*** Opening of Data for analysis ***

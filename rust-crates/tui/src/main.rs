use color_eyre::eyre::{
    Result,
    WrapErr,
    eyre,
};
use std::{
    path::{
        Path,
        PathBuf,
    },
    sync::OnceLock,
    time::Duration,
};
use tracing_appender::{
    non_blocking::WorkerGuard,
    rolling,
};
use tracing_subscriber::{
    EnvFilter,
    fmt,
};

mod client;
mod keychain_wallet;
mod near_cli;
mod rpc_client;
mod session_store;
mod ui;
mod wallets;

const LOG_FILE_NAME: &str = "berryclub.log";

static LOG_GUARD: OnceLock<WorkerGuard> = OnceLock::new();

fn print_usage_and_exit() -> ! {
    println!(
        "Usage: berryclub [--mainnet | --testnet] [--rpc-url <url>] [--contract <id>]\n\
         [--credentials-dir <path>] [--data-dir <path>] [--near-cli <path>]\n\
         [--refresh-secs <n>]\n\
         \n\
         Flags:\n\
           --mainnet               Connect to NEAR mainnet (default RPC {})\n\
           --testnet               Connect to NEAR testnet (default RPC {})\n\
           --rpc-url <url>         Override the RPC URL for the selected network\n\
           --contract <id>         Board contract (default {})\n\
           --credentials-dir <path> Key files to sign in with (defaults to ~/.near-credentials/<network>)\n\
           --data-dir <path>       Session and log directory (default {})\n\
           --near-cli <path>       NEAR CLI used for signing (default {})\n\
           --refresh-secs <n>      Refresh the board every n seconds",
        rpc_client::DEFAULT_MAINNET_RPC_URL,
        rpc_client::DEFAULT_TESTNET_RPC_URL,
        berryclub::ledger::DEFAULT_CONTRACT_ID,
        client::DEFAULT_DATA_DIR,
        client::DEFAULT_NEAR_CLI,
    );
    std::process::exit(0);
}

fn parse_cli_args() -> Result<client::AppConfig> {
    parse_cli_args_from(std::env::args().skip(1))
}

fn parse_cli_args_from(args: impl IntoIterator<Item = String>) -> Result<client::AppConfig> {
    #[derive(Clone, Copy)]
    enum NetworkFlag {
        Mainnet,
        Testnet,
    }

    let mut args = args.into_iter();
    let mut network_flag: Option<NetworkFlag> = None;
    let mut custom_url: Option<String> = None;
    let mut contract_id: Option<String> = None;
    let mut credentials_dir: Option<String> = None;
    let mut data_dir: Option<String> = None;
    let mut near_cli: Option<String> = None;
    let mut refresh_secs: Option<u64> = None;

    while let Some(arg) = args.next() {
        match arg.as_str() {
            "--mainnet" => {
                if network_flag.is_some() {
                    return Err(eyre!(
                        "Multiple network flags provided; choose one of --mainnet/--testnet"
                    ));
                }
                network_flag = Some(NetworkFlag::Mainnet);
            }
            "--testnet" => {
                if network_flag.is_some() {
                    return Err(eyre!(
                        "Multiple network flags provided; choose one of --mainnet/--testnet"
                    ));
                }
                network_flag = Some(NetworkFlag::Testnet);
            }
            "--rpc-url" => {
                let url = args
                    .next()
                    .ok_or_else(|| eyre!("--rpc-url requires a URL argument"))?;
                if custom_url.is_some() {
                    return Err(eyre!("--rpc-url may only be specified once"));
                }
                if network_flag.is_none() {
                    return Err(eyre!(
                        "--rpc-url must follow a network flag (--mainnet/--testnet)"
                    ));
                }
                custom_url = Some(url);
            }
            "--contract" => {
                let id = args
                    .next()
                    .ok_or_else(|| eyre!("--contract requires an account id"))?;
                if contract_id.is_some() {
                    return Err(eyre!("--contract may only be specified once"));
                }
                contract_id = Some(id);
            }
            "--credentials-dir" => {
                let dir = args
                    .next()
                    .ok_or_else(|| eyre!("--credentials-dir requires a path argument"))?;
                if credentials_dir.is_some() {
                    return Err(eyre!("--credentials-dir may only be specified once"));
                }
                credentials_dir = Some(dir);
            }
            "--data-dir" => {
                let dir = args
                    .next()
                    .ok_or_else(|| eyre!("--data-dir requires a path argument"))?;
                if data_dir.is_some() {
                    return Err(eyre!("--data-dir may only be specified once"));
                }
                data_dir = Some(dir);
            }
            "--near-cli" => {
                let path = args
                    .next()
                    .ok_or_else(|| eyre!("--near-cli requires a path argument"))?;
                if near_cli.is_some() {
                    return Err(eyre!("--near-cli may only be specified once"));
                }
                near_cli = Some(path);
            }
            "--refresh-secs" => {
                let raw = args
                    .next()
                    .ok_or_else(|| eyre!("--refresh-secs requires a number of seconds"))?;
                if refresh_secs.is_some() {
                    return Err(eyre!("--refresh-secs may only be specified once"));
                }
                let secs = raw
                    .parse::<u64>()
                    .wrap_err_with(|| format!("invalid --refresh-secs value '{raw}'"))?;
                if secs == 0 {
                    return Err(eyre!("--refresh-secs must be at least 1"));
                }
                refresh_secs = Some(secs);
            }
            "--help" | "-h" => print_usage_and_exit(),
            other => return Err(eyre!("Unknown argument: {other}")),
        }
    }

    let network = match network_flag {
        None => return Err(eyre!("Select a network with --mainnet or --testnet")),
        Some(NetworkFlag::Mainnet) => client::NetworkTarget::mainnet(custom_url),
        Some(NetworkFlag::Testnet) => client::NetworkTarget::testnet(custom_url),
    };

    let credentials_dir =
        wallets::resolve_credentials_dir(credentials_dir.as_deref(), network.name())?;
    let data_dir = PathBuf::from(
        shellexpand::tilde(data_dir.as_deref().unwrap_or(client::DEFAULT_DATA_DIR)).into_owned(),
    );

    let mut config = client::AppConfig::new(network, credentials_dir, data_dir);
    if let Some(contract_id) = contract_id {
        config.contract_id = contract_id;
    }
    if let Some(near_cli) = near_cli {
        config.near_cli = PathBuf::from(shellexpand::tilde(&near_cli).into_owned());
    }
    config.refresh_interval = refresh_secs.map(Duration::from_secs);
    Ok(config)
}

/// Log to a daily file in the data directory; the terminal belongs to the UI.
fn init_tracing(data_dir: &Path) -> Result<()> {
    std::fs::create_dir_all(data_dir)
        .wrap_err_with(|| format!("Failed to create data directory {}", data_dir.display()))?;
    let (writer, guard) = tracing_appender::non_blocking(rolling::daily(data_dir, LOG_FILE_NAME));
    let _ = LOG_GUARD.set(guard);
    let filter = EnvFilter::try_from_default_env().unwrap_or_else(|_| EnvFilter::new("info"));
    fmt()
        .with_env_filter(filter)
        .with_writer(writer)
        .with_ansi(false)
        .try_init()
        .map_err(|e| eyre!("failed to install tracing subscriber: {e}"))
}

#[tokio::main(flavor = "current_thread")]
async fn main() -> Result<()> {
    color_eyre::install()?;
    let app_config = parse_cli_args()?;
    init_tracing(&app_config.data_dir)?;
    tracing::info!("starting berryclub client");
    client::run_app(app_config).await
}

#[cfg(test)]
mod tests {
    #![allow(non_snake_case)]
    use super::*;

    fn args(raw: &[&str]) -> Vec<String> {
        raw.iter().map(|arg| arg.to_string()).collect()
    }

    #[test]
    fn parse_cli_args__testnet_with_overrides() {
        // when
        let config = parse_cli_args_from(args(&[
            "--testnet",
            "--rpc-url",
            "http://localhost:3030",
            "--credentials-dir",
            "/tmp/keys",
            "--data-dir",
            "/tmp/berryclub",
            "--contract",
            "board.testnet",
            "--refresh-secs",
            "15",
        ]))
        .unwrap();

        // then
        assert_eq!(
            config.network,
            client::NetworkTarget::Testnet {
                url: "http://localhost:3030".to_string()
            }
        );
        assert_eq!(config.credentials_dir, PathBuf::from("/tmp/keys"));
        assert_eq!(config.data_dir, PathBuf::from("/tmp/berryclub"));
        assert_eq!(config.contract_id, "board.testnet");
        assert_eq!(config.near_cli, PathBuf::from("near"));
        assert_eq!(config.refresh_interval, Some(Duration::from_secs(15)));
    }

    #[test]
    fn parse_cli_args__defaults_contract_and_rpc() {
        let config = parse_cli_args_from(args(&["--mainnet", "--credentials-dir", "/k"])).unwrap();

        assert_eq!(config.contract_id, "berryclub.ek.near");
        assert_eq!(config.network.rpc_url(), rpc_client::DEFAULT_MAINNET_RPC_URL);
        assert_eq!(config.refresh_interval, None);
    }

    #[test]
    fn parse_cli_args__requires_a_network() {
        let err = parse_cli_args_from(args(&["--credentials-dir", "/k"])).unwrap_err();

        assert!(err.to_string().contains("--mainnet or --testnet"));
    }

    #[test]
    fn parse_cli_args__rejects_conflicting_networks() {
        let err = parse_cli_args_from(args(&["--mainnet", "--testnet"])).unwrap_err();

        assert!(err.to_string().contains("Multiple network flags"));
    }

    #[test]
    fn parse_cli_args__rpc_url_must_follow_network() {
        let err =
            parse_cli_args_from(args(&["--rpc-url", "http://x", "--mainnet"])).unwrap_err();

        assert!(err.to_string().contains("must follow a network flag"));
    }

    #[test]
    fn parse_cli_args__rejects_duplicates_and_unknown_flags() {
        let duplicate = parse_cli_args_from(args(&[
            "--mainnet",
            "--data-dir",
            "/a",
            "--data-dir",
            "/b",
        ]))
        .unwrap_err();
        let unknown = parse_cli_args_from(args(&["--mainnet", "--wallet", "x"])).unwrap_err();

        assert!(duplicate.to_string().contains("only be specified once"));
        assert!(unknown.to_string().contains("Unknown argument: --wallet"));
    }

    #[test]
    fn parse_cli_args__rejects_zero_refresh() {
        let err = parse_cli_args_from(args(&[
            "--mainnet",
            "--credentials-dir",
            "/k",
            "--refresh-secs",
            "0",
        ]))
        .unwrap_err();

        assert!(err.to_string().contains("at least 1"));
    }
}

*** Close of Data for analysis ***
*** Opening of Data for analysis ***

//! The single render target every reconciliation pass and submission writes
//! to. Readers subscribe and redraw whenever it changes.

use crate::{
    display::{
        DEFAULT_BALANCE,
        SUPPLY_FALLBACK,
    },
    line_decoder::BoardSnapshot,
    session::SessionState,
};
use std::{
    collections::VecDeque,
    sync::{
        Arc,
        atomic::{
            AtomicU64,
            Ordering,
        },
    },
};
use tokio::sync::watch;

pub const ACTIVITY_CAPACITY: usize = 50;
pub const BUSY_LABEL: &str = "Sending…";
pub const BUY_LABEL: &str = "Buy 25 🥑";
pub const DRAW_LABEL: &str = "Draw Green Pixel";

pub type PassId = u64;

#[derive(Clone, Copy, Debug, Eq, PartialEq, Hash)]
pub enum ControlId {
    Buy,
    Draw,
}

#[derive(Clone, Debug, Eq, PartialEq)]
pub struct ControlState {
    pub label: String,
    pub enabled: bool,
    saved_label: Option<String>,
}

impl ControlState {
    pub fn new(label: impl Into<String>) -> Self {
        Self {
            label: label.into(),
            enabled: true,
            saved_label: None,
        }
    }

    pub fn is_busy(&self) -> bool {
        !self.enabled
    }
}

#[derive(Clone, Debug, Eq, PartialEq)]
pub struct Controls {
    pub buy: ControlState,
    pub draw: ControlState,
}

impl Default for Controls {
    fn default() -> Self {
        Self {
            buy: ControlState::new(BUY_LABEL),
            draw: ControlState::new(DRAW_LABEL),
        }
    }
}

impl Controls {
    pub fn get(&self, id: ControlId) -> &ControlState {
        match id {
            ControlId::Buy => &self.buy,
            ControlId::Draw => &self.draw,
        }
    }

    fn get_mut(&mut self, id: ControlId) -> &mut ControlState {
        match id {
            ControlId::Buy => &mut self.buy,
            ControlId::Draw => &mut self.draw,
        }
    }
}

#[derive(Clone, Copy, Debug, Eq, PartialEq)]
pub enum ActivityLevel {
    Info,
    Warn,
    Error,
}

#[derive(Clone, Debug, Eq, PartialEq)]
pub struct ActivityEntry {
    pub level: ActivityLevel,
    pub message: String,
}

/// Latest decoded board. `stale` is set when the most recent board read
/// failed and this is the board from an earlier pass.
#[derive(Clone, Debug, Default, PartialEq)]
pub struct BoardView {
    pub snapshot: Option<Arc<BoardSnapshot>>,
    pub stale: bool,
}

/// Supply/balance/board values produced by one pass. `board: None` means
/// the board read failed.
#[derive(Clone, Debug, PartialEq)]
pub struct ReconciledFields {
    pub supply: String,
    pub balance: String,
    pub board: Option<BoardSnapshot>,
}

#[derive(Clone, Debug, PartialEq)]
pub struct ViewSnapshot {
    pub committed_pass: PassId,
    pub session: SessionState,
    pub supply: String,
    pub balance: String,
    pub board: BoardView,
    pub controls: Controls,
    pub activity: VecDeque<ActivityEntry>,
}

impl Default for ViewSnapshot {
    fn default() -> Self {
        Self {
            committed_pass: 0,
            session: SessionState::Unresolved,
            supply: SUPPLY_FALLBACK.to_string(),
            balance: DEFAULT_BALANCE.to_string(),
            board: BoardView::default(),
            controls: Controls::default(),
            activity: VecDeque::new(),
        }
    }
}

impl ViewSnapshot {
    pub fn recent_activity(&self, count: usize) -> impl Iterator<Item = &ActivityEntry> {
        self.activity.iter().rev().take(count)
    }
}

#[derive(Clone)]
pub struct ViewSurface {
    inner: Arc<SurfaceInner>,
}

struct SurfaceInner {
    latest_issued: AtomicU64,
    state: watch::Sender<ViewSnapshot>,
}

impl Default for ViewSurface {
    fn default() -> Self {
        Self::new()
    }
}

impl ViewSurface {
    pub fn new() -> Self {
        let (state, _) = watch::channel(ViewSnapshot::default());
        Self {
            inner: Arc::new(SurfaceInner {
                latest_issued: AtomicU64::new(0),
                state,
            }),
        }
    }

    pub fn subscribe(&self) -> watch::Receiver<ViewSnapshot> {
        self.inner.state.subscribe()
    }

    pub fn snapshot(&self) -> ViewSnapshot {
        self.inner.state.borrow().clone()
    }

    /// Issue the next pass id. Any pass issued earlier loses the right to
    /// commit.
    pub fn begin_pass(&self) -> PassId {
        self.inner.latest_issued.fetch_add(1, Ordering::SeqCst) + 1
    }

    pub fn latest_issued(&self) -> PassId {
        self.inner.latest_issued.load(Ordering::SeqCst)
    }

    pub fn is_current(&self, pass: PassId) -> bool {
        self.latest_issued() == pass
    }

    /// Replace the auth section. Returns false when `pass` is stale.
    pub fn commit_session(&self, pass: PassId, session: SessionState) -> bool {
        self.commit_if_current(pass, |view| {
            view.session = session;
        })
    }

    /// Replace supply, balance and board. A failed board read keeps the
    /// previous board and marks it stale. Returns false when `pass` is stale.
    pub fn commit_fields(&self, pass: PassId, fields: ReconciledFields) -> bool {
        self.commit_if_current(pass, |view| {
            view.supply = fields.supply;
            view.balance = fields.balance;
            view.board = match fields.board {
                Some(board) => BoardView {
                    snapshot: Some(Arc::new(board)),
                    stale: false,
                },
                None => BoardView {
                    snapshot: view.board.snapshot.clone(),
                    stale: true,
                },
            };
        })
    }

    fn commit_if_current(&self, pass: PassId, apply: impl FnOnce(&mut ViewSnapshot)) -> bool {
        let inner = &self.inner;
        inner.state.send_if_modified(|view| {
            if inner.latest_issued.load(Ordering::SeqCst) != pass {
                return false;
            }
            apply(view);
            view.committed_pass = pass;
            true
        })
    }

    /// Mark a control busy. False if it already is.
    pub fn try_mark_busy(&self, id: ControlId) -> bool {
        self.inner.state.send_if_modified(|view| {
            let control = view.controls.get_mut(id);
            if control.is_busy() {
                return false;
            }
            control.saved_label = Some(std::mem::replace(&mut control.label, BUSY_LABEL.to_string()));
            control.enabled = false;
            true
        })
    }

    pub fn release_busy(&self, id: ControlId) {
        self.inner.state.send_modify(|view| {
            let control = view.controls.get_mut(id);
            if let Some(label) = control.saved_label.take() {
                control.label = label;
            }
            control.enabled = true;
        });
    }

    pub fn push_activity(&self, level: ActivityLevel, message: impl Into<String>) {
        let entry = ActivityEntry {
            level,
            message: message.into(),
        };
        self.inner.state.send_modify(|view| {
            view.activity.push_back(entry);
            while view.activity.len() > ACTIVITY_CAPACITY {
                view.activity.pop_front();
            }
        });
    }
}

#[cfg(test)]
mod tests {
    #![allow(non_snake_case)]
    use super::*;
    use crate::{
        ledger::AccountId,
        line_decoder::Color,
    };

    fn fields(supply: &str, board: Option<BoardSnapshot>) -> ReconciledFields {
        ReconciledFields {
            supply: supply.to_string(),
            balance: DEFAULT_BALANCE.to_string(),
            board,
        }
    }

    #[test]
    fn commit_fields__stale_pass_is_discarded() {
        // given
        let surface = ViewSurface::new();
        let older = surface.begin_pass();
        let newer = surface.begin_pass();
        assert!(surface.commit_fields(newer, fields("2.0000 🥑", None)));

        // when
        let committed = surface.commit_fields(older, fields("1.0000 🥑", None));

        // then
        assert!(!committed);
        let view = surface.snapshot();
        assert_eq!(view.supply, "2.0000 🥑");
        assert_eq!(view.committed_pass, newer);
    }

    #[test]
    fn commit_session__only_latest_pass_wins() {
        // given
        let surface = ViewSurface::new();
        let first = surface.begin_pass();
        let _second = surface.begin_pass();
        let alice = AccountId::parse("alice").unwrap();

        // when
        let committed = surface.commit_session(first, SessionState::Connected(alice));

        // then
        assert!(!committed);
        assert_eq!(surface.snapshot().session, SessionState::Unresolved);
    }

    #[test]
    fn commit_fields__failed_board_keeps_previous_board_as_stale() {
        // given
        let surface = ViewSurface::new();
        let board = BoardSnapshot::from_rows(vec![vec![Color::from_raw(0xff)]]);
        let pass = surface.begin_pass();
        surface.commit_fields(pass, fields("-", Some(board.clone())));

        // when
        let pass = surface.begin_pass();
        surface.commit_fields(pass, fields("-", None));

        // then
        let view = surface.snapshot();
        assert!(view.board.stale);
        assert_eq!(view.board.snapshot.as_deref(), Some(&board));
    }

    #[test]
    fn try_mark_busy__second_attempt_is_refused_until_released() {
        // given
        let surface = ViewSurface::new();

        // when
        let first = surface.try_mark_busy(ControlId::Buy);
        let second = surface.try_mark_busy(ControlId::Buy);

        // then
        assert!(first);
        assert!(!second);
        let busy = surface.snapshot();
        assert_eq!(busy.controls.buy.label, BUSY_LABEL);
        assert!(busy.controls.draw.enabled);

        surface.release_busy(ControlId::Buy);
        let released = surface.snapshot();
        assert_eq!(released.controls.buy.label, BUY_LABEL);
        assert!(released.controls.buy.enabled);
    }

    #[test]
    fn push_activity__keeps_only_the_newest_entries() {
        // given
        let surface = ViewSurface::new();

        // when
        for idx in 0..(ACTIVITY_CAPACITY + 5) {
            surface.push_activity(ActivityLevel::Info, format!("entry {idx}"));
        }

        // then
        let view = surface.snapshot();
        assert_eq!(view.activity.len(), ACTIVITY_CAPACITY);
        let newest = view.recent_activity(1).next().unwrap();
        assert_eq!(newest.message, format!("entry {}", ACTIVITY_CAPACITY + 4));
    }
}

*** Close of Data for analysis ***

▶ Directions: Check the entries above for the word "tokio" and copy every line where it turns up.

▶ Exercise solution:
#[tokio::main(flavor = "current_thread")]
use tokio::sync::watch;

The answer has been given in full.